[Collected data]
----

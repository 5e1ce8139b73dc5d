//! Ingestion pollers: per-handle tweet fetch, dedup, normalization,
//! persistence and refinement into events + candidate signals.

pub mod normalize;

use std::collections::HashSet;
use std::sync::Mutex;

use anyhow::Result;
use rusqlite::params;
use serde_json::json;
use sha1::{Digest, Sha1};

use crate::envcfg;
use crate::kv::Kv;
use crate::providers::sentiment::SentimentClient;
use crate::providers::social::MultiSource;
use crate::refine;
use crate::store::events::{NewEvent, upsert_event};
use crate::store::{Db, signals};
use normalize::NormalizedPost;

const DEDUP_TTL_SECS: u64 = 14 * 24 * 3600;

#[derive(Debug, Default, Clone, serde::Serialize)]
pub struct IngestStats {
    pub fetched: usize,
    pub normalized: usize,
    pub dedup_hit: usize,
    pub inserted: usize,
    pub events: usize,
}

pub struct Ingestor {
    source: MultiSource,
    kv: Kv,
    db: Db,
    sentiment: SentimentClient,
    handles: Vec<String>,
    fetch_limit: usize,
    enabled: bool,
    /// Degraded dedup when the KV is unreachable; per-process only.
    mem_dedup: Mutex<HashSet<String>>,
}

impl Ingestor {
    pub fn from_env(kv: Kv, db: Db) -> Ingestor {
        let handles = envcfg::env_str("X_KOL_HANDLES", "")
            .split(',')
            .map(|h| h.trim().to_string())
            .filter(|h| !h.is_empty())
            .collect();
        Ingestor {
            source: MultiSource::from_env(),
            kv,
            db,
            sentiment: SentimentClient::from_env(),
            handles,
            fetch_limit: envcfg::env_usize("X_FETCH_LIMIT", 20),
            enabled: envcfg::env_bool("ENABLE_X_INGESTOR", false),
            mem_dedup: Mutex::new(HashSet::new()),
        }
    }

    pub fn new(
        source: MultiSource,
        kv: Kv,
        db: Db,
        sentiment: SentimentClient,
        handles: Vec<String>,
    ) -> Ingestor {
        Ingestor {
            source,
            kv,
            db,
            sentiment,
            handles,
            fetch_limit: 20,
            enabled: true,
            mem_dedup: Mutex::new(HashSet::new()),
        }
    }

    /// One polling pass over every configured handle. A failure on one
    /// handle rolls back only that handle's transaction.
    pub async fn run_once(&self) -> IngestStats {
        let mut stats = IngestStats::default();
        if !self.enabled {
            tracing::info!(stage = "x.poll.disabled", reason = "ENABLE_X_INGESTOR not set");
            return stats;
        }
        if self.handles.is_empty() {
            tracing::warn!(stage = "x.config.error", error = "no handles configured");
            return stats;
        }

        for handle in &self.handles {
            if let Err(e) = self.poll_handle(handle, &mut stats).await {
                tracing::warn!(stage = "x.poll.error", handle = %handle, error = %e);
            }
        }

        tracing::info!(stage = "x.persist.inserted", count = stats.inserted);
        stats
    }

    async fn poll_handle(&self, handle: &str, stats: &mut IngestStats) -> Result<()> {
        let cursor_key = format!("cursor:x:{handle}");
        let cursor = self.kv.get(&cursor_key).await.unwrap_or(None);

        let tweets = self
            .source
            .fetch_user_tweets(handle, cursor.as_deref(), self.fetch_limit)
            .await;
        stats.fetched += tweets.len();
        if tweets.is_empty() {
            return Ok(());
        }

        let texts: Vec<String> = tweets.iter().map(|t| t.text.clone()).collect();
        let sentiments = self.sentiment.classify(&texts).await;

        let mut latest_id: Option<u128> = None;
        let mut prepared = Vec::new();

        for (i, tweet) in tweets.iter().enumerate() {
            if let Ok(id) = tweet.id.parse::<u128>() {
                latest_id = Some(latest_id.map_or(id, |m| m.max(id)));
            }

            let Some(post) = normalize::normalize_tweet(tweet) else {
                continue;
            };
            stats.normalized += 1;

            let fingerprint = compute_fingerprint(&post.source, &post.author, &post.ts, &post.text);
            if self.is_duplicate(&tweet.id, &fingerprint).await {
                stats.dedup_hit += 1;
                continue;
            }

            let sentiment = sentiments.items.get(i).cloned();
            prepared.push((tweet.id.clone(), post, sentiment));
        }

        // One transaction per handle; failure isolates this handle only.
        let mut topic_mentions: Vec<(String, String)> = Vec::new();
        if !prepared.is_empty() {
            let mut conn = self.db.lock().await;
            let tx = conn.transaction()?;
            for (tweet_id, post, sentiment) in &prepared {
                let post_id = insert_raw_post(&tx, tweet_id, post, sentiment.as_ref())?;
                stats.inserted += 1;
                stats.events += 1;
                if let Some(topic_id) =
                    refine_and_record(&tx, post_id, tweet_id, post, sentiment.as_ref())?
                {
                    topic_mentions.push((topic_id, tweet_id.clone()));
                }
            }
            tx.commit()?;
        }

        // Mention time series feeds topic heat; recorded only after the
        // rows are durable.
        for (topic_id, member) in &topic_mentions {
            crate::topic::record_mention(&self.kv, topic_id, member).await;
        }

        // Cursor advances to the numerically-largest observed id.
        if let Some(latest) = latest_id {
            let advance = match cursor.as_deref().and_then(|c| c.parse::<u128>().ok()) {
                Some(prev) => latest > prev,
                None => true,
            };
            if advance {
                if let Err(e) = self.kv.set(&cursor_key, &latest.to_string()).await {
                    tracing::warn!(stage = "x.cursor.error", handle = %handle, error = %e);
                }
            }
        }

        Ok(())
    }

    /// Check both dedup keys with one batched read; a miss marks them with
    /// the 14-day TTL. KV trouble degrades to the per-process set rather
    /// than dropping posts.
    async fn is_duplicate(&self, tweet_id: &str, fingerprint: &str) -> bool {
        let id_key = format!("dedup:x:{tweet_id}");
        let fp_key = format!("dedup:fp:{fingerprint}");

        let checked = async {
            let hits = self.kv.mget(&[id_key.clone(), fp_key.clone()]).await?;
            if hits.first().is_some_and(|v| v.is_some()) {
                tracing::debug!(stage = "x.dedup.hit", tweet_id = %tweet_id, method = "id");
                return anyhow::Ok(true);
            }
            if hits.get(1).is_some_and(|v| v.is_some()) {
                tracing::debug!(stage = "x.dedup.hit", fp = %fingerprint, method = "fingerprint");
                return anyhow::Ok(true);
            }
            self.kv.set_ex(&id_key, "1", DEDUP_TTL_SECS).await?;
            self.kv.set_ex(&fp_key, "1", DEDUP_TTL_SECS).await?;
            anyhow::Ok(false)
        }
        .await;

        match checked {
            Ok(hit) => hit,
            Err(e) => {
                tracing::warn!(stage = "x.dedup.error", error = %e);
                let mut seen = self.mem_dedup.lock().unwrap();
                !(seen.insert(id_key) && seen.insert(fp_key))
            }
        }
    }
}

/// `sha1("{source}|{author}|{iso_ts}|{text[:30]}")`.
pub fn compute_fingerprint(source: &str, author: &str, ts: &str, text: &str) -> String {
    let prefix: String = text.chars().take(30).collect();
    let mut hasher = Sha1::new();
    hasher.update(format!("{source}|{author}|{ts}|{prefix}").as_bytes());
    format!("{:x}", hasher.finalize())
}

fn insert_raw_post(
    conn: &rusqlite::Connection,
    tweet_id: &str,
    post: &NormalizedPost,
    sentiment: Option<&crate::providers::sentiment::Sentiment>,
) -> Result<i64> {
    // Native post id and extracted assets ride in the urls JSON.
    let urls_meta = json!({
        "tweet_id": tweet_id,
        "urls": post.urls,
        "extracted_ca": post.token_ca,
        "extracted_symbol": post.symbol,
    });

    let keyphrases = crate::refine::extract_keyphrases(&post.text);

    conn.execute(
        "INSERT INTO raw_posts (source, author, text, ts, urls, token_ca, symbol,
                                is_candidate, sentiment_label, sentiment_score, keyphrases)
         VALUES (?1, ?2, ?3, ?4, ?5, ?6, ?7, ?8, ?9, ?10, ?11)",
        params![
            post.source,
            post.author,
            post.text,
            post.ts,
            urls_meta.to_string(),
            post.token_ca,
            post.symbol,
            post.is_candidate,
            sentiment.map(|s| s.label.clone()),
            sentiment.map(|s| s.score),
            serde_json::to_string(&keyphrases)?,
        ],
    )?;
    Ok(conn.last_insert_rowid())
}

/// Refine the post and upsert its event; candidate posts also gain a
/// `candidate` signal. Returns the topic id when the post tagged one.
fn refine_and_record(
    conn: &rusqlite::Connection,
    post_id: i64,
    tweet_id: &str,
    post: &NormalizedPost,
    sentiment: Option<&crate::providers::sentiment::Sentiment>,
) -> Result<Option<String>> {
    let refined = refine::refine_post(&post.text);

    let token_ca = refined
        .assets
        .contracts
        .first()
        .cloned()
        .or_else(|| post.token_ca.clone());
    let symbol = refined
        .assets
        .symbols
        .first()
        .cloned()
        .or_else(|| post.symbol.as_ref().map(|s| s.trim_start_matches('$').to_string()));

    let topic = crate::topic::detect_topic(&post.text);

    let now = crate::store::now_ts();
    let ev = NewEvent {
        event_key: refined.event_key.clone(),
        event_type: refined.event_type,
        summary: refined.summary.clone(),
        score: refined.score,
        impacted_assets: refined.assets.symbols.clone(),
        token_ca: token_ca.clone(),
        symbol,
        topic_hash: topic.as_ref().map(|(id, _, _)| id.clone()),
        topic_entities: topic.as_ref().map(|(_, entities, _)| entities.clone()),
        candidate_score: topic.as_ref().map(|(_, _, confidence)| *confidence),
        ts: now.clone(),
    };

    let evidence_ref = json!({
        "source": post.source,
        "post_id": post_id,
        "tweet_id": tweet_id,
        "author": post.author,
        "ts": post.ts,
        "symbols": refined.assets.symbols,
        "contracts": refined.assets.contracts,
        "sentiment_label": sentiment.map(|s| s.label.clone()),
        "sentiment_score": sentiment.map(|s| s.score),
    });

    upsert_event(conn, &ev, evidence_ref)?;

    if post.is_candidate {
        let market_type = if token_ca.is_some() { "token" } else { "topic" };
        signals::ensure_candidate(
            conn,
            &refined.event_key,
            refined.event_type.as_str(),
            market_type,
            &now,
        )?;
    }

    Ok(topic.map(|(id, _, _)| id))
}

----

PROBLEM DESCRIPTION
The expected answer is a copy of each line in the records that holds the word "contracts".

PROBLEM SOLUTION
        .contracts
        "contracts": refined.assets.contracts,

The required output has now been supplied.